--- DATA TO USE Enclosed Below ---

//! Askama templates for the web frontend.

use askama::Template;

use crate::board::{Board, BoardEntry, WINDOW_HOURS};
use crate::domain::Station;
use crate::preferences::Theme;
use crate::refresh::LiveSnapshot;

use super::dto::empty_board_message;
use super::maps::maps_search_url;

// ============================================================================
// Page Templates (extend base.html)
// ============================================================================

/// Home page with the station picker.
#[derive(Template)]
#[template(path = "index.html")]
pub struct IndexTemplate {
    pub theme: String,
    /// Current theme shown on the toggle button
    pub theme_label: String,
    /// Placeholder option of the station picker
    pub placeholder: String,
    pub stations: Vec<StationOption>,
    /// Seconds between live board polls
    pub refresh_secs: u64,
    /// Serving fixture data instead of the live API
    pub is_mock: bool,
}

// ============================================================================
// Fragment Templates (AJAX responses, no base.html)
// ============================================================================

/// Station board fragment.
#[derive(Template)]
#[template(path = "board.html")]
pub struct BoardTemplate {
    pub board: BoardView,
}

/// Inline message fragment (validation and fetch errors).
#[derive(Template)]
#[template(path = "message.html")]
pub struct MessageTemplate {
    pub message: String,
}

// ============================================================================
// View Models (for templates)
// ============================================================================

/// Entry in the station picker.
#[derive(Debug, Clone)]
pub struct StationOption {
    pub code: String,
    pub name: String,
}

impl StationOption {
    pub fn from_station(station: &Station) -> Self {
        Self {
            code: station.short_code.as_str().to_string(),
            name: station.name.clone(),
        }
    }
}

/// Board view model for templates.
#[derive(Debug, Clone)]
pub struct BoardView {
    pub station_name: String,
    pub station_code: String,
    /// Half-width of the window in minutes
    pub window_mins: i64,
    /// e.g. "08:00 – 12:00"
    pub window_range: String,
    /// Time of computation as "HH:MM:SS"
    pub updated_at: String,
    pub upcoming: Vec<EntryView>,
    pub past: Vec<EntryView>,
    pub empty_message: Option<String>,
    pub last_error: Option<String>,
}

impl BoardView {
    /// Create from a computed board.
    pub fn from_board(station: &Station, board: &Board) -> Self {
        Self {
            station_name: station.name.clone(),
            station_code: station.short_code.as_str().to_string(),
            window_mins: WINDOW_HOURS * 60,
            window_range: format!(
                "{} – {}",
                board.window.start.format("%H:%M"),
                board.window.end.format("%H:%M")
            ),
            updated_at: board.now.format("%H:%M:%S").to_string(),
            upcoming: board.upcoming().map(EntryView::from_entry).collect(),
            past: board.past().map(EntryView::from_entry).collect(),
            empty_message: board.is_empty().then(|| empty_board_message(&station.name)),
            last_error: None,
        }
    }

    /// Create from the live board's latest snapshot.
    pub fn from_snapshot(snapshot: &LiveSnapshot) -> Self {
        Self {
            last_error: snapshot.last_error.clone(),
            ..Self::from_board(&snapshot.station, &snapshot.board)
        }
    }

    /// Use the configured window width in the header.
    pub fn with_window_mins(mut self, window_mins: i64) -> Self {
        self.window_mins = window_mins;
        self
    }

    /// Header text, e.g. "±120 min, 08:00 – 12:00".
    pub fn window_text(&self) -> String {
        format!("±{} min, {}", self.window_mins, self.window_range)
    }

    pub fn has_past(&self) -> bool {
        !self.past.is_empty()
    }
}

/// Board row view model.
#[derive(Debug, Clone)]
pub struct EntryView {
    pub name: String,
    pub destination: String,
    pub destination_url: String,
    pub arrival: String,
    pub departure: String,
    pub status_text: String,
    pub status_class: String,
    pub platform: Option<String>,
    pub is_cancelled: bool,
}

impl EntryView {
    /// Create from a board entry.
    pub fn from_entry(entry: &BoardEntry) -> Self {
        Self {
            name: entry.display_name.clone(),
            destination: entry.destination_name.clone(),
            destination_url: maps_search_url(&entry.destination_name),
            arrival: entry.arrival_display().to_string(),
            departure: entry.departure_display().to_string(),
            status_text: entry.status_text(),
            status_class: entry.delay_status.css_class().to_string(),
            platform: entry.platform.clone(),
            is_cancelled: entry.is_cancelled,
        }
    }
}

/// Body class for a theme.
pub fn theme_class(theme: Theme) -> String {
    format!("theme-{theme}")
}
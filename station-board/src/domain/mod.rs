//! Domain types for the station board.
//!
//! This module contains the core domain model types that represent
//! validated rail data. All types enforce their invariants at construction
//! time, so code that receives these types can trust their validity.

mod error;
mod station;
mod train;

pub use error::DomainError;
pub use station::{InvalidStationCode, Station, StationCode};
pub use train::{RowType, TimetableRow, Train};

--- End of Enclosed DATA TO USE ---
--- DATA TO USE Enclosed Below ---

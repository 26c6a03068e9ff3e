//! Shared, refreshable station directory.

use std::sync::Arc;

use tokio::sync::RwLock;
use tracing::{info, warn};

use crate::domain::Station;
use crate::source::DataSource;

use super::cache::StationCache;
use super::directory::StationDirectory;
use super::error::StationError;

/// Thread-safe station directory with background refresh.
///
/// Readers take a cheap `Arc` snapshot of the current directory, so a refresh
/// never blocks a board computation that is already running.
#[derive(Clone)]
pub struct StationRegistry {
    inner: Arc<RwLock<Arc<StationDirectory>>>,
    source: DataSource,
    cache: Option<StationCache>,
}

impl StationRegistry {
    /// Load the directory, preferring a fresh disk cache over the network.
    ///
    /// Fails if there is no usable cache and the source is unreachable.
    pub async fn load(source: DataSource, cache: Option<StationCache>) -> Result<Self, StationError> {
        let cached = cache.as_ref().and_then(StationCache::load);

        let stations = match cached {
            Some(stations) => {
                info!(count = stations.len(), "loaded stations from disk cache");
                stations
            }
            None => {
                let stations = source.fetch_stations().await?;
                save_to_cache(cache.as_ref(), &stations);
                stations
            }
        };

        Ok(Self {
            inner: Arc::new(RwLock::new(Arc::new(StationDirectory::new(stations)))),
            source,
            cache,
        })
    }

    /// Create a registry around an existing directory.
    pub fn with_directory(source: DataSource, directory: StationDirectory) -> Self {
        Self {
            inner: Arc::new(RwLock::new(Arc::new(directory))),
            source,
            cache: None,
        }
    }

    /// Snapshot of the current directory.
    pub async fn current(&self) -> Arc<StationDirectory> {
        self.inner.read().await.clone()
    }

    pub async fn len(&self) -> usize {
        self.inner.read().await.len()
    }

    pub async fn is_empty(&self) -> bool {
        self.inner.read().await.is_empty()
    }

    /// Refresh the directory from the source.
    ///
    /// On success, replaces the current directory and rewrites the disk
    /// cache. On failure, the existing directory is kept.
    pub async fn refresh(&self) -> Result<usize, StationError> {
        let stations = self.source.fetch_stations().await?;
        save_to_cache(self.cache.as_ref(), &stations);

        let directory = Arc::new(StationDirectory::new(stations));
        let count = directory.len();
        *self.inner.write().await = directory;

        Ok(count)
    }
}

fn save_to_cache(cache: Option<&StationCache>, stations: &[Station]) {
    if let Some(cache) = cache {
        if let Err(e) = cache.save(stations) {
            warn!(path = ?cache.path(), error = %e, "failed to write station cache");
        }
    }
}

--- End of Enclosed DATA TO USE ---
--- DATA TO USE Enclosed Below ---

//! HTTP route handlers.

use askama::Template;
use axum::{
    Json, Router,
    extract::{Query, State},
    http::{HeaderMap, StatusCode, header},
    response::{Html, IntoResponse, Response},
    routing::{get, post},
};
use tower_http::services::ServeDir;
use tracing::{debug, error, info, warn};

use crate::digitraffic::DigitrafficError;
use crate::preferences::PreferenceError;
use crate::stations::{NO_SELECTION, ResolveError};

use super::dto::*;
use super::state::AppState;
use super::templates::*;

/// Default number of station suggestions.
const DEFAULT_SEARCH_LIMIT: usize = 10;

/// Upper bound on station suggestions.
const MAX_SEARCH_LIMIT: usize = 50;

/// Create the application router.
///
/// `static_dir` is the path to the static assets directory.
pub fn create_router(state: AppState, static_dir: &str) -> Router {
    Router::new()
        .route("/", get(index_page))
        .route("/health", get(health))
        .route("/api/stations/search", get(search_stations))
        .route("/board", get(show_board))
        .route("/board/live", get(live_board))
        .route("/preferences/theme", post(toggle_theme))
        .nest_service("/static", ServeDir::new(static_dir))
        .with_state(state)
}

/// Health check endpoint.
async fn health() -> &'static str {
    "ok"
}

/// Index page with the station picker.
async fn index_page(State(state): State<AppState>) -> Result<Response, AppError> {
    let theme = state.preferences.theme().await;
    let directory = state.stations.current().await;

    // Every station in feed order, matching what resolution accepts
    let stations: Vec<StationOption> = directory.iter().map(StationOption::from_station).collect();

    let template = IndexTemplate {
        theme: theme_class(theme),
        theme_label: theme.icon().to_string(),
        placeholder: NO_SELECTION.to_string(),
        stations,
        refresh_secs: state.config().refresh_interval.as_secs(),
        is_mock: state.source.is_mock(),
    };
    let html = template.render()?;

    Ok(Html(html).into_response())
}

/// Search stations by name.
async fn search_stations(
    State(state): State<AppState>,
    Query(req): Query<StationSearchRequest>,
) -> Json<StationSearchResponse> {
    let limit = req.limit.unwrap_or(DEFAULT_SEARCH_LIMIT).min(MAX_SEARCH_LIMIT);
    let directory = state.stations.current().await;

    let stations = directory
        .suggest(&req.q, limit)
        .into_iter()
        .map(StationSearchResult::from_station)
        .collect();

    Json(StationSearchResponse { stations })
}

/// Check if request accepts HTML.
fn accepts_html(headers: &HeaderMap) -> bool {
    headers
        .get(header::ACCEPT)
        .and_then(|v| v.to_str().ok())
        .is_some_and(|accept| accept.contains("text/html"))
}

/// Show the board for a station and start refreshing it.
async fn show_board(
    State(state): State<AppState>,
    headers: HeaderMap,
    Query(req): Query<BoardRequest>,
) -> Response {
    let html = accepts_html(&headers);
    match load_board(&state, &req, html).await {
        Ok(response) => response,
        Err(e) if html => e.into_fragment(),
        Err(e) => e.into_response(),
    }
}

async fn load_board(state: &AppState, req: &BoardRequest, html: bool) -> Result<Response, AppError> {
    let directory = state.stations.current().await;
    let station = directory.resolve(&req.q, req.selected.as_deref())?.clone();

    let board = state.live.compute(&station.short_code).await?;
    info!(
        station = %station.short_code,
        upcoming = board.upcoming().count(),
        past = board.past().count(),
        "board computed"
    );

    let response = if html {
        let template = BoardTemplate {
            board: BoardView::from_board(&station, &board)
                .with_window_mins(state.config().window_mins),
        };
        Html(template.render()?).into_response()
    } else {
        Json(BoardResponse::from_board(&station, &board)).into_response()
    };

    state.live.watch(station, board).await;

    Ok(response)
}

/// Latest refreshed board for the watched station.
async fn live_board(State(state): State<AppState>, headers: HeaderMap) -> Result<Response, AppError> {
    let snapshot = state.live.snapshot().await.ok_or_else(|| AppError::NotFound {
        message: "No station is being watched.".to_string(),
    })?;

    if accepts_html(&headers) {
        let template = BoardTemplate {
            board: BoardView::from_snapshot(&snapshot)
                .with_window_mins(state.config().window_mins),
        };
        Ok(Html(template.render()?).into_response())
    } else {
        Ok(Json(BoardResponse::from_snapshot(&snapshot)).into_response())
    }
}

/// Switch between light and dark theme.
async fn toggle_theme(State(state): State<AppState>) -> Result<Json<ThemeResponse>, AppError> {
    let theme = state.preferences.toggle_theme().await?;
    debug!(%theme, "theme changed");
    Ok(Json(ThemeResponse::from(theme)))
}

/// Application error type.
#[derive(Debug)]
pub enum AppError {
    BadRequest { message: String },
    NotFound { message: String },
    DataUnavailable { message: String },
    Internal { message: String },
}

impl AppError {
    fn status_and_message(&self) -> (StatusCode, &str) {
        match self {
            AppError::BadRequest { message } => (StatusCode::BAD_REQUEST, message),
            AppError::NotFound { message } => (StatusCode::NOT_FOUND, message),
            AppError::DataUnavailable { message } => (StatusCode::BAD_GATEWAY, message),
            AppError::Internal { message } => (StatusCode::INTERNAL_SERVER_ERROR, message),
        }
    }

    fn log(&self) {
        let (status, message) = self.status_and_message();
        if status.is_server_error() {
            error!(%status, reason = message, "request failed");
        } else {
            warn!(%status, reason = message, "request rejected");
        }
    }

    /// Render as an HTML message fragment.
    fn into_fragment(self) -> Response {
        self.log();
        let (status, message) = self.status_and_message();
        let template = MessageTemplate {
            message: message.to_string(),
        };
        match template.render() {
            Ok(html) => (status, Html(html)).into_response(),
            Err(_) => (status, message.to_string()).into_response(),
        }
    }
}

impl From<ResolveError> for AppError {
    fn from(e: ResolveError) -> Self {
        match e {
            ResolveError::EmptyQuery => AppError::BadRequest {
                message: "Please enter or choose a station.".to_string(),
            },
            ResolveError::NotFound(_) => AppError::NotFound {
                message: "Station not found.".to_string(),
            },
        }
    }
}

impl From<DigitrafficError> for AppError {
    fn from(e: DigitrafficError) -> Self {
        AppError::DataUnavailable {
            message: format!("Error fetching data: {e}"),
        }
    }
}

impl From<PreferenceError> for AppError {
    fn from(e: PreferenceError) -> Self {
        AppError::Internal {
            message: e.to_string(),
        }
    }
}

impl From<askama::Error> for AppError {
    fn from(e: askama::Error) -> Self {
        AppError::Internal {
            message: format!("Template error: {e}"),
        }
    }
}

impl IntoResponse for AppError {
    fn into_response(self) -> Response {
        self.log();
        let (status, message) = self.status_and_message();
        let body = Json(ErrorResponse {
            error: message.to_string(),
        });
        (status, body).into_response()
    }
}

--- End of Enclosed DATA TO USE ---

◆ EXERCISE DIRECTIONS: Each line of the data that includes "types" should be copied.

◆ REPLY TO THE EXERCISE:
//! Domain types for the station board.
//! This module contains the core domain model types that represent
//! validated rail data. All types enforce their invariants at construction
//! time, so code that receives these types can trust their validity.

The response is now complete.